Я лгу ему, все больше запутываясь в своей лжи. Говорю, что пациентка нестабильна. Говорю, что хочу дождаться родов, чтобы посмотреть, убьет ли она рожденного ребенка, настаиваю на том, что предабортные состояния, к тому же у жертв насилия разительно отличаются от послеродовых. Убеждаю его в ценности этого эксперимента, верю каждому своему слову, но знаю, что лгу.
На что я рассчитываю? Я даже в мыслях не допускаю абсурдную картину, в которой организую побег или краду выродка, чтобы подбросить в какую-нибудь Колыбель. Я может быть и слабею рассудком, но еще не окончательно обезумел. И не собираюсь превращаться в идиота, а только идиот может поступить подобным образом. Мне все еще глубоко отвратительна эта женщина, мне отвратителен ребенок, которого она носит, и я не испытываю никакой жалости, когда думаю об их смерти.
Я представляю себе глаза Кэт, моей милой Кэт, которая так далеко от всей этой грязи. Что бы она сказала, если бы узнала, что я собираюсь сделать?
Кэт
Кэтрин
Кэт!!!
…
Последние слова едва угадывались в нескольких все еще идеально ровных линиях, перечеркнувших их с таким нажимом, что почти порвали бумагу.
…
Я почти смирился с блажью Кэт.
Смеюсь, говорю ей, что мы станем героями анекдотов — лучший альбионский врач заработался и заметил беременность жены только когда та начала рожать!
Но мне совершенно не смешно, я только пытаюсь ее успокоить.
Вчера у меня мелькнула абсурдная, черная мысль. Жестокая и по-настоящему злая. Я ненавижу себя за нее, презираю себя и больше никогда, никогда не допущу даже тени ее в своей душе.
Я думал о том, чтобы втайне дать Кэт абортивный препарат.

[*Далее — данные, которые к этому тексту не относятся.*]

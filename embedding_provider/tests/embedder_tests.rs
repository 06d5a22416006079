use embedding_provider::config::{default_hash_config, default_onnx_config, ONNX_LOCAL_DEFAULTS};
use embedding_provider::embedder::{
    Embedder, EmbedderError, HashEmbedder, HashEmbedderConfig, OnnxLocalEmbedder, ProviderKind,
};

fn hash_config(dimension: usize) -> HashEmbedderConfig {
    HashEmbedderConfig {
        dimension,
        max_input_length: 1024,
        model_id: "test-hash".into(),
    }
}

fn assert_vectors_close(lhs: &[f32], rhs: &[f32]) {
    assert_eq!(lhs.len(), rhs.len(), "vector lengths differ");
    for (index, (a, b)) in lhs.iter().zip(rhs.iter()).enumerate() {
        let diff = (a - b).abs();
        assert!(
            diff <= 1e-6,
            "vectors diverge at position {index}: {a} vs {b} (diff {diff})"
        );
    }
}

#[test]
fn hash_embedder_is_deterministic_per_model_id() {
    let embedder = HashEmbedder::new(hash_config(64)).expect("configuration is valid");
    let sentence = "Polls open at 6:00 a.m. on Election Day.";

    let a = embedder.embed(sentence).expect("first embedding succeeds");
    let b = embedder.embed(sentence).expect("second embedding succeeds");
    assert_eq!(a.len(), 64);
    assert_vectors_close(&a, &b);
    assert!(a.iter().any(|component| component.abs() > 1e-3));

    let other = embedder.embed("a different sentence").unwrap();
    assert!(a.iter().zip(other.iter()).any(|(x, y)| (x - y).abs() > 1e-3));
}

#[test]
fn different_model_ids_seed_different_spaces() {
    let a = HashEmbedder::new(hash_config(16)).unwrap();
    let mut other = hash_config(16);
    other.model_id = "another-model".into();
    let b = HashEmbedder::new(other).unwrap();

    let va = a.embed("same text").unwrap();
    let vb = b.embed("same text").unwrap();
    assert!(va.iter().zip(vb.iter()).any(|(x, y)| (x - y).abs() > 1e-3));
}

#[test]
fn embed_batch_matches_individual_embeddings() {
    let embedder = HashEmbedder::new(hash_config(32)).unwrap();
    let inputs = [
        "embeddings unlock semantic search",
        "hybrid ranking mixes bm25 and vectors",
    ];
    let batch = embedder.embed_batch(&inputs).expect("batch embedding succeeds");
    assert_eq!(batch.len(), inputs.len());
    for (input, batch_vector) in inputs.iter().zip(batch.iter()) {
        let single = embedder.embed(input).expect("single embedding succeeds");
        assert_vectors_close(&single, batch_vector);
    }

    let empty: [&str; 0] = [];
    assert!(embedder.embed_batch(&empty).unwrap().is_empty());
}

#[test]
fn enforcing_max_input_length_returns_error() {
    let mut config = hash_config(8);
    config.max_input_length = 8;
    let embedder = HashEmbedder::new(config).unwrap();

    let err = embedder
        .embed("rust rust rust rust")
        .expect_err("inputs exceeding max length should fail");
    match err {
        EmbedderError::InputTooLong {
            max_length,
            actual_length,
        } => {
            assert_eq!(max_length, 8);
            assert!(actual_length > max_length);
        }
        other => panic!("unexpected error: {other:?}"),
    }
}

#[test]
fn provider_metadata_is_reported() {
    let embedder = HashEmbedder::new(default_hash_config()).unwrap();
    let info = embedder.info();
    assert_eq!(info.provider, ProviderKind::SeededHash);
    assert_eq!(info.dimension, ONNX_LOCAL_DEFAULTS.embedding_dimension);
    assert!(info.model_id.ends_with("-hash"));
}

#[test]
fn zero_dimension_is_rejected() {
    let err = HashEmbedder::new(hash_config(0)).unwrap_err();
    assert!(matches!(err, EmbedderError::InvalidConfiguration { .. }));
}

#[test]
fn onnx_embedder_rejects_missing_assets() {
    let mut config = default_onnx_config();
    config.runtime_library_path = std::path::PathBuf::from("does/not/exist.so");
    let err = OnnxLocalEmbedder::new(config).expect_err("missing runtime should fail");
    assert!(matches!(err, EmbedderError::InvalidConfiguration { .. }));
}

Я должен исповедоваться патеру Морну. Это поможет, обязательно поможет, в конце концов зачем еще существуют клирики?!
…
Я пришел на исповедь и не смог признаться. Эта череда ошибок, лжи и жестокости тянется слишком глубоко. Кто бы мог подумать, что проклятая мокрая грязь Гунхэго окажется столь плодородной, что напитает такую мерзкую историю и позволит ей расцвести такими отвратительными цветами.
Я раскаиваюсь?
Я чувствую раскаяние. Но не могу понять, что именно сделал не так.
…
Тридцать четвертая пациентка стала моей навязчивой идеей.
Я пошел на преступление. Я не знаю, как, что, проклятье, делаю и зачем, но я меняю «Грай» на другой, нейтральный препарат.
Никто об этом не знает. Если мой обман раскроется — мне конец.
И Кэтрин тоже. Остаться вдовой государственного преступника — вот уж завидная участь для наследницы одного из самых знатных альбионских домов!
Но я не могу ничего с собой сделать.
Если эта женщина умрет по моей вине — все закончится.